• **Description of the task**
Once you find a line containing the word "derive" in the entries below, copy it.

• **Material shown**
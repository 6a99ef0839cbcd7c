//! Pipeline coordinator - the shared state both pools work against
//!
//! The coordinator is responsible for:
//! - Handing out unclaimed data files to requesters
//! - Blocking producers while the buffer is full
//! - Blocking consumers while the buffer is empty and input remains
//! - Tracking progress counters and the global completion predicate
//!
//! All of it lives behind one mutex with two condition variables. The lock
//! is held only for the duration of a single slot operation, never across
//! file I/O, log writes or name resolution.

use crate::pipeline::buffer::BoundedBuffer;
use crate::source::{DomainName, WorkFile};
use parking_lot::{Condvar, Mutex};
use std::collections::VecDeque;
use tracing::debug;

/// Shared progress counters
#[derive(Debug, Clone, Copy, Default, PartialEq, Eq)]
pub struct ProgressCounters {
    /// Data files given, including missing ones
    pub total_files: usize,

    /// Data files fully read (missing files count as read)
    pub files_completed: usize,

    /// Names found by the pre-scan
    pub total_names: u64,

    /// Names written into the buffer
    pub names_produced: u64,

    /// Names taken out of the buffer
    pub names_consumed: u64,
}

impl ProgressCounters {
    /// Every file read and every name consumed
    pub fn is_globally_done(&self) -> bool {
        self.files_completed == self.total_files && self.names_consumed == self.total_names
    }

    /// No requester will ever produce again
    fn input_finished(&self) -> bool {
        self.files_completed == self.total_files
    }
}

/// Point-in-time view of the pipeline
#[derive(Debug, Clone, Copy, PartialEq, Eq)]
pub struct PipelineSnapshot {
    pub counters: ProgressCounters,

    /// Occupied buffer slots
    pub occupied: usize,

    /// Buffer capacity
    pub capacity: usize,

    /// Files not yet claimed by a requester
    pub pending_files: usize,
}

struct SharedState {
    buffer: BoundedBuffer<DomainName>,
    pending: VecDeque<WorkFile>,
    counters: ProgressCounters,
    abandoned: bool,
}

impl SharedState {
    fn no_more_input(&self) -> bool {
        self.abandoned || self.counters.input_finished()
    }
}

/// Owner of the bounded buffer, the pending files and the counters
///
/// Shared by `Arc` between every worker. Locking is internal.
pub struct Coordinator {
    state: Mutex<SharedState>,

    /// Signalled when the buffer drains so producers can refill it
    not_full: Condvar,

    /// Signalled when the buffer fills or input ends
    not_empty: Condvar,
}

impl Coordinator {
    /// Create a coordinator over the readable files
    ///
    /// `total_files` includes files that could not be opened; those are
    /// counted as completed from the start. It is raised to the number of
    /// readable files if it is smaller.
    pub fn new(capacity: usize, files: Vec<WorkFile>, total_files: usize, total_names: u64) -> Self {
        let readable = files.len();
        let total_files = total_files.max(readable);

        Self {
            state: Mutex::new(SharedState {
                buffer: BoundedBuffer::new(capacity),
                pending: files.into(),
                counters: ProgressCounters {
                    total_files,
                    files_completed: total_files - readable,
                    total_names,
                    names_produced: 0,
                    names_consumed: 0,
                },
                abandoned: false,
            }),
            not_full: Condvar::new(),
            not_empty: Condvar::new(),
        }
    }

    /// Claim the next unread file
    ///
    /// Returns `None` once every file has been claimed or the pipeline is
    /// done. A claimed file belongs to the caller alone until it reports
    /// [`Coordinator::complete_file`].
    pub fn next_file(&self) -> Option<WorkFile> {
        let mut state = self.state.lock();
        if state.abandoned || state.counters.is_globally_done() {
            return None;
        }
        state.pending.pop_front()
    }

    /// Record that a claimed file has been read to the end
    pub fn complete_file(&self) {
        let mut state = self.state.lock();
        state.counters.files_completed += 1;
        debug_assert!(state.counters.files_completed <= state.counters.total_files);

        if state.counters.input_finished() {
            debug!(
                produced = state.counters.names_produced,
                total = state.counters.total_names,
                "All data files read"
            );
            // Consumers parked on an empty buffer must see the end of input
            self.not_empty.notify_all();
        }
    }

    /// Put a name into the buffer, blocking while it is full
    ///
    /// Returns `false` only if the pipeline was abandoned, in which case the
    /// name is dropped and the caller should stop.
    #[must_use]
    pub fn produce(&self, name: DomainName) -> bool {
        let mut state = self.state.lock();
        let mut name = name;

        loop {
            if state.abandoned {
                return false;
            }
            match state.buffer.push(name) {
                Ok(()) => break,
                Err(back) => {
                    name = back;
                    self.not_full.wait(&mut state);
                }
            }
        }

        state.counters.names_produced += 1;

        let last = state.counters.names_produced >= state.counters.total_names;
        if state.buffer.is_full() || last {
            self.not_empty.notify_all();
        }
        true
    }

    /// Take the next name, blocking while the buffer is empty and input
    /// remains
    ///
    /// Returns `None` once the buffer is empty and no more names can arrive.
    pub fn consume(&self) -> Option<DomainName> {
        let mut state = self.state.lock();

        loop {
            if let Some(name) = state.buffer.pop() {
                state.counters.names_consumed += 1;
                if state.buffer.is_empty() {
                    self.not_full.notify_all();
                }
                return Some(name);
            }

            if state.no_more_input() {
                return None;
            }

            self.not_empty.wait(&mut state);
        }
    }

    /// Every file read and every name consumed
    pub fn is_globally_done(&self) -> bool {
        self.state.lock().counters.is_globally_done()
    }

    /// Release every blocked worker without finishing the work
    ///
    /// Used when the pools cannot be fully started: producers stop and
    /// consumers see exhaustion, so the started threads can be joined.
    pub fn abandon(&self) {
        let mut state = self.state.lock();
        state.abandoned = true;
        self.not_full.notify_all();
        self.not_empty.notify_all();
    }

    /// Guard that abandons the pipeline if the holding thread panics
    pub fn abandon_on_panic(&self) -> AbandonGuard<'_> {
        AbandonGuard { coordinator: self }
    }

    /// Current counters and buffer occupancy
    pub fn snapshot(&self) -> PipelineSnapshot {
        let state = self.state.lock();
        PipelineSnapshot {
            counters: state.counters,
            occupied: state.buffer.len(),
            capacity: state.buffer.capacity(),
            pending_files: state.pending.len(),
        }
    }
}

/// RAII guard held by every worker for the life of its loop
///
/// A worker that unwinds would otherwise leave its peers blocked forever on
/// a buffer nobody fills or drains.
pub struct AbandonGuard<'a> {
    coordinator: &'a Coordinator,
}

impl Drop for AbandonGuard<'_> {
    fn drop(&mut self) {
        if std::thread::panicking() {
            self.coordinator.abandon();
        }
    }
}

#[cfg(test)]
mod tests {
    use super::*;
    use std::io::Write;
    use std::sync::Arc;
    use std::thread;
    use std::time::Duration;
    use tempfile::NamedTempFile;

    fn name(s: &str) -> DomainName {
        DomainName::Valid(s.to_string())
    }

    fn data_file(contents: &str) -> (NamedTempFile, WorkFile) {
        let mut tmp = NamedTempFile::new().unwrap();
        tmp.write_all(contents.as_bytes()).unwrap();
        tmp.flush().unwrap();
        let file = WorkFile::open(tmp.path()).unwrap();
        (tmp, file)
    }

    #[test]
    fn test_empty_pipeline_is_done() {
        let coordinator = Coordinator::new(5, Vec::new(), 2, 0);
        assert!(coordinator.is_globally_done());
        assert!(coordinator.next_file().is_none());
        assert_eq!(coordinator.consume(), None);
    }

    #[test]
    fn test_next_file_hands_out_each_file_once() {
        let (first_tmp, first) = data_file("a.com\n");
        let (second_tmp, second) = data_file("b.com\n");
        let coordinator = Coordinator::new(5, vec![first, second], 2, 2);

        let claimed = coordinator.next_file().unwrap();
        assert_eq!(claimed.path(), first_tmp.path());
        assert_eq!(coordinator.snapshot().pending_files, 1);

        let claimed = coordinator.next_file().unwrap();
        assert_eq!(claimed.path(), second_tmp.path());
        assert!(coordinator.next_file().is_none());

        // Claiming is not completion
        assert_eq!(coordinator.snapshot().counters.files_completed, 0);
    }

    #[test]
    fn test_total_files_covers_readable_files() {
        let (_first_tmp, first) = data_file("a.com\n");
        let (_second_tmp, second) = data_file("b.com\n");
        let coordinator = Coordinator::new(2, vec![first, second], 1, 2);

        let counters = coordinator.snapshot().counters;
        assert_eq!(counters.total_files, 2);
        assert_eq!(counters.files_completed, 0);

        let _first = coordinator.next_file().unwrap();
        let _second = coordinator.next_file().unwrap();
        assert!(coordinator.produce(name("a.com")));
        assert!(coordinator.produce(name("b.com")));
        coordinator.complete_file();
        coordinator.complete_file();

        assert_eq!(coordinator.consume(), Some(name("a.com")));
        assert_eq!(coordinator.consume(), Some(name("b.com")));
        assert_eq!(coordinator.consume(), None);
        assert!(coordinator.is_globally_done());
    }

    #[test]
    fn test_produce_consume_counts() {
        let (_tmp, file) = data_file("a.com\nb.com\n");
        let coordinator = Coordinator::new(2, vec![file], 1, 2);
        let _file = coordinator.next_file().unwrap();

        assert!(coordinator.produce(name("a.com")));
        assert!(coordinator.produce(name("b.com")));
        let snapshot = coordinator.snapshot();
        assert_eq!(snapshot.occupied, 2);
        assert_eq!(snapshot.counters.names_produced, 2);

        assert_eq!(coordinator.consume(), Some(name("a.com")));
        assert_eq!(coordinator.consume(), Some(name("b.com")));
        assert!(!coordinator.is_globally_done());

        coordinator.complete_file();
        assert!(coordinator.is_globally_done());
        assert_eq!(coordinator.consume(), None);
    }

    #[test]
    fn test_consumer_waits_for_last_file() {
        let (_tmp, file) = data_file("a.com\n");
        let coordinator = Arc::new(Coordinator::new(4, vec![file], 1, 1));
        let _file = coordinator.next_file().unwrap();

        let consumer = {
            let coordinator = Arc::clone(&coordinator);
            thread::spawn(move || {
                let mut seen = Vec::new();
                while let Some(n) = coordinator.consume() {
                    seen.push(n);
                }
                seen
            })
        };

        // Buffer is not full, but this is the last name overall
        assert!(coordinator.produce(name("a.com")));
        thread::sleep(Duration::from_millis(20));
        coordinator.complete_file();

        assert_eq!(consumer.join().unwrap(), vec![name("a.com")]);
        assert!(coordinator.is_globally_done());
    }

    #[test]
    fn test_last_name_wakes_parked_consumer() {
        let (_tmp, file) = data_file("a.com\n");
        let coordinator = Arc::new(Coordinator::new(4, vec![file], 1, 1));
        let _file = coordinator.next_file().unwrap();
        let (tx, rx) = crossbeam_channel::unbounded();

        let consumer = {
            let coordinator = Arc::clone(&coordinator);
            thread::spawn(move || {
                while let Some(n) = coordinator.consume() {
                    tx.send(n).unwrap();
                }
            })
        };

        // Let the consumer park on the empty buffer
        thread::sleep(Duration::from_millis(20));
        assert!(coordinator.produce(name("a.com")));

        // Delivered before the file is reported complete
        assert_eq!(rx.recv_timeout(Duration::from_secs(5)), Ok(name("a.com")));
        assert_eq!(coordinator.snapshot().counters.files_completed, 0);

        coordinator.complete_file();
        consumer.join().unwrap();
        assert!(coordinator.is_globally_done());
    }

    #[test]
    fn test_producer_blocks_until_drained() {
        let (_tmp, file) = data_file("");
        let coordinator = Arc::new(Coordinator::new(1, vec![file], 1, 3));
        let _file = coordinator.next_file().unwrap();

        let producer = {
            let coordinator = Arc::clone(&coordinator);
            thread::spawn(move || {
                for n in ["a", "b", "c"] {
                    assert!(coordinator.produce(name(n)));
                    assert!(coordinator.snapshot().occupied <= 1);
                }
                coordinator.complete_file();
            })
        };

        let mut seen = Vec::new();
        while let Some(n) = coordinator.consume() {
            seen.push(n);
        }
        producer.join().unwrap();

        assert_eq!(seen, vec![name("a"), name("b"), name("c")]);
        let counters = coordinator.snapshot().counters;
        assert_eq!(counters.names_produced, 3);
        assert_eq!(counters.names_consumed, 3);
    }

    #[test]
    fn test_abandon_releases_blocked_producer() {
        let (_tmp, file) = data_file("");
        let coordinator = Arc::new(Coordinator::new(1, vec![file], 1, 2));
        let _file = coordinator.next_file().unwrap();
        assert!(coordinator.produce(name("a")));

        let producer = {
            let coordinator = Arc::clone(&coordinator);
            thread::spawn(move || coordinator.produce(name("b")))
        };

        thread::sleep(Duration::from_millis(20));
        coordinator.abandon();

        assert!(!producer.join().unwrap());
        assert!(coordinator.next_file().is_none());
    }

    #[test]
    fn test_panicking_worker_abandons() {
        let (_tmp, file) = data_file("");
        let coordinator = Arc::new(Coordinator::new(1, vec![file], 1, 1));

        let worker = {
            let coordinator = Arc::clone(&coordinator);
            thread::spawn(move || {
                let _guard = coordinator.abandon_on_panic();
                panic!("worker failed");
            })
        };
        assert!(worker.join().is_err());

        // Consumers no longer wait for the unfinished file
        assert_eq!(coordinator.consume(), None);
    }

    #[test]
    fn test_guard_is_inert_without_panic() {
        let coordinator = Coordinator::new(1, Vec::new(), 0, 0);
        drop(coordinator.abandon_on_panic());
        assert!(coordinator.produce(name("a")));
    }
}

• **Exercise output**
#[derive(Debug, Clone, Copy, Default, PartialEq, Eq)]
#[derive(Debug, Clone, Copy, PartialEq, Eq)]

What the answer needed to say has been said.